#### About this task
After locating the line that holds "#[async_trait]", transcribe it and each following line to the end of the records, changing nothing and adding nothing.

Records drawn from a dataset:
Content starts

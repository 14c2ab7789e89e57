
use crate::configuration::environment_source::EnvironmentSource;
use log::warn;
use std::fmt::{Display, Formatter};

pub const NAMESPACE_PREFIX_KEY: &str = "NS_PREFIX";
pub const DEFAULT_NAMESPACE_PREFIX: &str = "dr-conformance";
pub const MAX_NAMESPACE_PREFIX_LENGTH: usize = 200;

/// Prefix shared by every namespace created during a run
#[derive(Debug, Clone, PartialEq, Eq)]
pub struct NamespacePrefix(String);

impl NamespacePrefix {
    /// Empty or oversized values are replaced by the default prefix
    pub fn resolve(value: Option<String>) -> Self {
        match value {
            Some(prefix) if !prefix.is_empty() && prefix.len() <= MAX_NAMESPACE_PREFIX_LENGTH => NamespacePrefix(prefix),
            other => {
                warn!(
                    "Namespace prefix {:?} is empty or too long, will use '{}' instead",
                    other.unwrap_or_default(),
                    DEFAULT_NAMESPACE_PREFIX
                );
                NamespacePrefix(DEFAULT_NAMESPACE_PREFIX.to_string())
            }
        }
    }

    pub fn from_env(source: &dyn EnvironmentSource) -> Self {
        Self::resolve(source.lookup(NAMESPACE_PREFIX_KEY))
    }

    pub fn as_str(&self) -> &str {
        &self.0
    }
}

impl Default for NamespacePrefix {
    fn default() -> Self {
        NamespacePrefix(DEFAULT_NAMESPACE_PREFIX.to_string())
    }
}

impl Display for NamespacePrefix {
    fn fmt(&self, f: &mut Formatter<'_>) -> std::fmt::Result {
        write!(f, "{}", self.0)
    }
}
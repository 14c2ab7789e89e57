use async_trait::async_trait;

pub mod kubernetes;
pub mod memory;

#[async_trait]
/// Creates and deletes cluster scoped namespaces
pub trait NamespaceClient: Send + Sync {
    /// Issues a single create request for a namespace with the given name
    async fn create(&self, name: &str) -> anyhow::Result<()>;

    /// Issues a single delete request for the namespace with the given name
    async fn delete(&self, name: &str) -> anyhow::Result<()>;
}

Content ends

#### Output of the task
#[async_trait]
/// Creates and deletes cluster scoped namespaces
pub trait NamespaceClient: Send + Sync {
    /// Issues a single create request for a namespace with the given name
    async fn create(&self, name: &str) -> anyhow::Result<()>;

    /// Issues a single delete request for the namespace with the given name
    async fn delete(&self, name: &str) -> anyhow::Result<()>;
}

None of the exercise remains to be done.